Sam Ntulume, (born c. 1971), is a Ugandan accountant, businessman and incumbent executive director at I&M Bank Uganda, who concurrently serves as the chief operating officer at that commercial bank. He has been at I&M Bank Uganda, since November 2021.

Background and education
Ntulume was born in Uganda . After attending local primary and secondary schools, he was admitted to National College of Business Studies (today Makerere University Business School). He graduated from there with a Diploma in Business Studies.

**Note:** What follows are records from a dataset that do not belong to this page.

//! TOML configuration for the scribed server.
//!
//! Missing fields fall back to defaults; a missing file falls back to the
//! full default configuration. Media-SDK credentials are additionally read
//! from the environment (`LIVEKIT_URL`, `LIVEKIT_API_KEY`,
//! `LIVEKIT_API_SECRET`) so secrets can stay out of the file.

use crate::defaults;
use serde::{Deserialize, Serialize};
use std::fs;
use std::path::{Path, PathBuf};

/// Root configuration structure
#[derive(Debug, Clone, Serialize, Deserialize, PartialEq, Default)]
#[serde(default)]
pub struct Config {
    pub server: ServerConfig,
    pub stt: SttConfig,
    pub buffer: BufferConfig,
    pub dispatch: DispatchConfig,
    pub filter: FilterConfig,
    pub rtc: RtcConfig,
}

/// HTTP/WebSocket server configuration
#[derive(Debug, Clone, Serialize, Deserialize, PartialEq)]
#[serde(default)]
pub struct ServerConfig {
    pub host: String,
    pub port: u16,
}

/// Speech-to-text configuration
#[derive(Debug, Clone, Serialize, Deserialize, PartialEq)]
#[serde(default)]
pub struct SttConfig {
    /// Model name from the catalog (e.g. "base", "small.en").
    pub model: String,
    /// Explicit model file path, overriding the catalog lookup.
    pub model_path: Option<PathBuf>,
    /// Default language when a session does not select one.
    pub language: String,
    /// Inference threads (None = auto-detect).
    pub threads: Option<usize>,
}

/// Session buffer configuration
#[derive(Debug, Clone, Serialize, Deserialize, PartialEq)]
#[serde(default)]
pub struct BufferConfig {
    /// Byte ceiling for buffered encoded audio beyond the pinned header.
    pub max_bytes: usize,
    /// Bytes pinned at the front of the stream so the container header
    /// survives truncation. Set to 0 for a pure trailing-slice buffer.
    pub header_reserve: usize,
}

/// Inference dispatch configuration
#[derive(Debug, Clone, Serialize, Deserialize, PartialEq)]
#[serde(default)]
pub struct DispatchConfig {
    /// Bounded inference timeout in milliseconds.
    pub inference_timeout_ms: u64,
    /// Loudness gate for decoded chunk audio, in dBFS.
    pub silence_gate_dbfs: f32,
    /// Peak gate for raw PCM track audio (normalized).
    pub peak_gate: f32,
    /// Trailing window of decoded audio sent to the model, in milliseconds.
    pub tail_window_ms: u32,
    /// PCM window size for media-SDK tracks, in milliseconds.
    pub track_window_ms: u32,
}

/// Hallucination filter configuration
#[derive(Debug, Clone, Serialize, Deserialize, PartialEq, Default)]
#[serde(default)]
pub struct FilterConfig {
    /// Phrases rejected in addition to the built-in blocklist, matched
    /// exactly against trimmed transcript text.
    pub extra_phrases: Vec<String>,
}

/// Media SDK (LiveKit-compatible) configuration
#[derive(Debug, Clone, Serialize, Deserialize, PartialEq, Default)]
#[serde(default)]
pub struct RtcConfig {
    pub url: Option<String>,
    pub api_key: Option<String>,
    pub api_secret: Option<String>,
    /// Lifetime of issued access tokens, in seconds.
    pub token_ttl_secs: Option<u64>,
}

impl Default for ServerConfig {
    fn default() -> Self {
        Self {
            host: defaults::SERVER_HOST.to_string(),
            port: defaults::SERVER_PORT,
        }
    }
}

impl Default for SttConfig {
    fn default() -> Self {
        Self {
            model: defaults::DEFAULT_MODEL.to_string(),
            model_path: None,
            language: defaults::AUTO_LANGUAGE.to_string(),
            threads: None,
        }
    }
}

impl Default for BufferConfig {
    fn default() -> Self {
        Self {
            max_bytes: defaults::BUFFER_CAP_BYTES,
            header_reserve: defaults::HEADER_RESERVE_BYTES,
        }
    }
}

impl Default for DispatchConfig {
    fn default() -> Self {
        Self {
            inference_timeout_ms: defaults::INFERENCE_TIMEOUT_MS,
            silence_gate_dbfs: defaults::SILENCE_GATE_DBFS,
            peak_gate: defaults::PEAK_GATE,
            tail_window_ms: defaults::TAIL_WINDOW_MS,
            track_window_ms: defaults::TRACK_WINDOW_MS,
        }
    }
}

impl RtcConfig {
    /// True when every credential needed to mint tokens is present.
    pub fn is_configured(&self) -> bool {
        self.url.is_some() && self.api_key.is_some() && self.api_secret.is_some()
    }

    /// Fill unset credentials from the environment.
    pub fn apply_env(&mut self) {
        if self.url.is_none() {
            self.url = std::env::var("LIVEKIT_URL").ok().filter(|s| !s.is_empty());
        }
        if self.api_key.is_none() {
            self.api_key = std::env::var("LIVEKIT_API_KEY")
                .ok()
                .filter(|s| !s.is_empty());
        }
        if self.api_secret.is_none() {
            self.api_secret = std::env::var("LIVEKIT_API_SECRET")
                .ok()
                .filter(|s| !s.is_empty());
        }
    }
}

impl Config {
    /// Load configuration from a TOML file.
    ///
    /// Returns an error if the file contains invalid TOML.
    /// Missing fields use default values.
    pub fn load(path: &Path) -> anyhow::Result<Self> {
        let contents = fs::read_to_string(path)?;
        let config: Config = toml::from_str(&contents)?;
        Ok(config)
    }

    /// Load configuration from a file or return defaults if the file doesn't exist.
    ///
    /// Only returns defaults if the file is missing; invalid TOML is still
    /// an error worth surfacing, not silently ignoring.
    pub fn load_or_default(path: &Path) -> anyhow::Result<Self> {
        match Self::load(path) {
            Ok(config) => Ok(config),
            Err(e) => {
                if e.downcast_ref::<std::io::Error>()
                    .map(|io_err| io_err.kind() == std::io::ErrorKind::NotFound)
                    .unwrap_or(false)
                {
                    Ok(Self::default())
                } else {
                    Err(e)
                }
            }
        }
    }

    /// Default configuration file path (`~/.config/scribed/scribed.toml`).
    #[cfg(feature = "cli")]
    pub fn default_path() -> PathBuf {
        dirs::config_dir()
            .unwrap_or_else(|| PathBuf::from(".config"))
            .join("scribed")
            .join("scribed.toml")
    }

    /// Validate cross-field constraints.
    pub fn validate(&self) -> crate::error::Result<()> {
        if self.dispatch.inference_timeout_ms == 0 {
            return Err(crate::error::ScribedError::ConfigInvalidValue {
                key: "dispatch.inference_timeout_ms".to_string(),
                message: "must be positive".to_string(),
            });
        }
        if self.dispatch.track_window_ms == 0 {
            return Err(crate::error::ScribedError::ConfigInvalidValue {
                key: "dispatch.track_window_ms".to_string(),
                message: "must be positive".to_string(),
            });
        }
        if self.buffer.max_bytes == 0 {
            return Err(crate::error::ScribedError::ConfigInvalidValue {
                key: "buffer.max_bytes".to_string(),
                message: "must be positive".to_string(),
            });
        }
        Ok(())
    }
}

He holds a Master of Business Administration degree, awarded by the Eastern and Southern African Management Institute, in Arusha, Tanzania. He is also a Fellow of the Association of Chartered Certified Accountants of the United Kingdom and is a member of the Institute of Certified Public Accountants of Uganda.

Career
At the time he joined I&M Bank Uganda, Ntulume's career stretched back nearly three decades, half of which has been in the financial services sector in Uganda and the region. His most recent position was as the Executive Director, Finance & Strategy at NCBA Bank Uganda Limited, another commercial bank.

Previously, he was an executive director, then managing director at NC Bank Uganda Limited, before its merger with Commercial Bank of Africa Uganda Limited, in 2020, to form NCBA Bank Uganda.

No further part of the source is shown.